BRIEF: This exercise asks for a copy of each line in the records below with the word "show" in it.
─── RECORD EXCERPTS ───
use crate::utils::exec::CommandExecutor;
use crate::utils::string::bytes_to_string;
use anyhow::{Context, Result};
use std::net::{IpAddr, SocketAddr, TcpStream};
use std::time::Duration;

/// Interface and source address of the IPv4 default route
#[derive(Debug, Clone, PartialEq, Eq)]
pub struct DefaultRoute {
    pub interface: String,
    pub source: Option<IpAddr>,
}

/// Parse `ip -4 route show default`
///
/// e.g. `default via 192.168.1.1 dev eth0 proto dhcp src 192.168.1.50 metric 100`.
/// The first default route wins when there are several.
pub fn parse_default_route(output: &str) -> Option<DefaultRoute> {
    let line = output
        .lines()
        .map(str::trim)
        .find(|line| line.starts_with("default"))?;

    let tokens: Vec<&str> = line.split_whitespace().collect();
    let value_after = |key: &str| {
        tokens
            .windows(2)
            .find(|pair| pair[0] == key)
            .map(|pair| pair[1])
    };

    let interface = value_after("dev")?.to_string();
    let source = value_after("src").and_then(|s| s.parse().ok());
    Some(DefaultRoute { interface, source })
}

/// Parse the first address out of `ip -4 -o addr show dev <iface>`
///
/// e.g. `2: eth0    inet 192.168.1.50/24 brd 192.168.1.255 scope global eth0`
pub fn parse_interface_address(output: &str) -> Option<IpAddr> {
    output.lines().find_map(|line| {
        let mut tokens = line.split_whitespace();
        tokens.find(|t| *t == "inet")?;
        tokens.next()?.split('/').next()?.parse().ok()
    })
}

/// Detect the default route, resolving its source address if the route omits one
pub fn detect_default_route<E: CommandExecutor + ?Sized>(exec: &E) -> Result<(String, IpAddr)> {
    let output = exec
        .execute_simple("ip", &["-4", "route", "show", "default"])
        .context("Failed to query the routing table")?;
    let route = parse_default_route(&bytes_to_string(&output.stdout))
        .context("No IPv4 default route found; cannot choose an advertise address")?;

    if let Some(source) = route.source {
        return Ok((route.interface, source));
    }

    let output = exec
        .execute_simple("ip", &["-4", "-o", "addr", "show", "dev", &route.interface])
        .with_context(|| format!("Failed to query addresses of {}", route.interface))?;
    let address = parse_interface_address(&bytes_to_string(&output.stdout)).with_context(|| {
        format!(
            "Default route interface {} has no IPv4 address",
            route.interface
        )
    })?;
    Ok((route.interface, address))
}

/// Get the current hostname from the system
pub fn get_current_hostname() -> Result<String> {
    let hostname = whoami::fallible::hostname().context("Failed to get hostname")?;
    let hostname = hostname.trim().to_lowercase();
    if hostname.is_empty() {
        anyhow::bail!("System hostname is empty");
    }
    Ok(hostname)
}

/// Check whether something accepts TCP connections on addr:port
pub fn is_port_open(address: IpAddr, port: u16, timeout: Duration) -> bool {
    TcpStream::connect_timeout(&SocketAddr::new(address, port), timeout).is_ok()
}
───
COMPLETED EXERCISE:
/// Parse `ip -4 route show default`
/// Parse the first address out of `ip -4 -o addr show dev <iface>`
        .execute_simple("ip", &["-4", "route", "show", "default"])
        .execute_simple("ip", &["-4", "-o", "addr", "show", "dev", &route.interface])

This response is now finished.